Circumdatin D prevented inflammation-induced neuronal death in microglial-neuronal co-culture and decreased acetylcholinesterase activity. (A) Primary microglia cells were stimulated with 1 μg/ml LPS in the absence or presence of circumdatin D (10, 20, and 50 μM) for measurement of NO, TNF-α, and IL-1β. NO levels were measured by Griess method. The production of TNF-α and IL-1ß were measured by ELISA. (B) Primary neuron cell was treated with or without circumdatin D (1–100 μM) in the absence or presence of 1 μg/ml LPS for 48 h by MTT assay. (C) Primary neurons were stimulated with 1 μg/ml LPS in the absence or presence circumdatin D (1–100 μM) for 48 h and AChE enzyme activity were tested by modified Ellman's spectrophotometric method. (D) Microglial–neuronal co-cultures were treated with 1 μg/ml LPS in the absence or presence of circumdatin D for 48 h, and then apoptotic neuronal cells were determined by TUNEL assay.
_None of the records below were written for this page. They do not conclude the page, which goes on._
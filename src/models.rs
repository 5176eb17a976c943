//! Core data models used throughout Project Cards.
//!
//! These types represent the project records, and the sub-records they own,
//! that flow through the ingestion pipeline into the store and back out of
//! the search and serving layers.

use chrono::NaiveDate;
use serde::{Deserialize, Serialize};
use std::collections::BTreeMap;

/// Indicator table: indicator name → section label (or `"total"`) → amount.
pub type Indicators = BTreeMap<String, BTreeMap<String, String>>;

/// Inner key used for an indicator's overall amount.
pub const TOTAL_KEY: &str = "total";

/// A construction project card.
///
/// Records are fully replaced on each ingestion cycle and deleted
/// individually by ID. The nested collections are never absent: an empty or
/// unparsable source cell yields an empty list or map.
#[derive(Debug, Clone, Default, PartialEq, Serialize, Deserialize)]
#[serde(rename_all = "camelCase", default)]
pub struct ProjectRecord {
    pub id: String,
    pub title: String,
    pub address: String,
    pub start_date: Option<NaiveDate>,
    pub end_date: Option<NaiveDate>,
    pub status: String,
    pub indicators: Indicators,
    pub responsible_persons: Vec<ResponsiblePerson>,
    pub document_links: Vec<DocumentLink>,
}

/// A person responsible for some part of a project.
#[derive(Debug, Clone, Default, PartialEq, Serialize, Deserialize)]
#[serde(default)]
pub struct ResponsiblePerson {
    /// Full name.
    pub fio: String,
    pub position: String,
    pub phone: String,
    pub email: String,
    /// Free text; always empty for records produced by ingestion.
    pub description: String,
}

/// A typed link to a project document.
#[derive(Debug, Clone, Default, PartialEq, Serialize, Deserialize)]
#[serde(rename_all = "camelCase", default)]
pub struct DocumentLink {
    pub document_type: String,
    pub url: String,
}

/// A ranked match returned from a composite query.
#[derive(Debug, Clone, Serialize)]
pub struct SearchHit {
    pub score: f64,
    pub record: ProjectRecord,
}

#[cfg(test)]
mod tests {
    use super::*;

    #[test]
    fn test_record_json_uses_camel_case() {
        let record = ProjectRecord {
            id: "1".to_string(),
            start_date: NaiveDate::from_ymd_opt(2024, 1, 15),
            document_links: vec![DocumentLink {
                document_type: "Brand list".to_string(),
                url: "https://example.com/a".to_string(),
            }],
            ..Default::default()
        };
        let json = serde_json::to_value(&record).unwrap();
        assert_eq!(json["startDate"], "2024-01-15");
        assert!(json["endDate"].is_null());
        assert_eq!(json["documentLinks"][0]["documentType"], "Brand list");
        assert!(json["responsiblePersons"].as_array().unwrap().is_empty());
    }

    #[test]
    fn test_partial_json_fills_empty_collections() {
        let record: ProjectRecord =
            serde_json::from_str(r#"{"title": "Block 35", "status": "planned"}"#).unwrap();
        assert_eq!(record.id, "");
        assert_eq!(record.title, "Block 35");
        assert!(record.indicators.is_empty());
        assert!(record.responsible_persons.is_empty());
        assert!(record.document_links.is_empty());
    }
}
Data were expressed as the ratio of the number of TUNEL-positive cells to the number of Hoechst-positive cells. (E) Microglial-neuronal co-cultures were treated with 1 μg/ml LPS in the absence or presence of circumdatin D for 48 h, and then crystal violet staining was performed to observe changes in morphology. Values represent the mean ± SD of three independent experiments (^#compared with the control, *compared with LPS, *^/#P < 0.05, **^/##P < 0.01, ***P < 0.001. N.S., no significant differences from the control cells).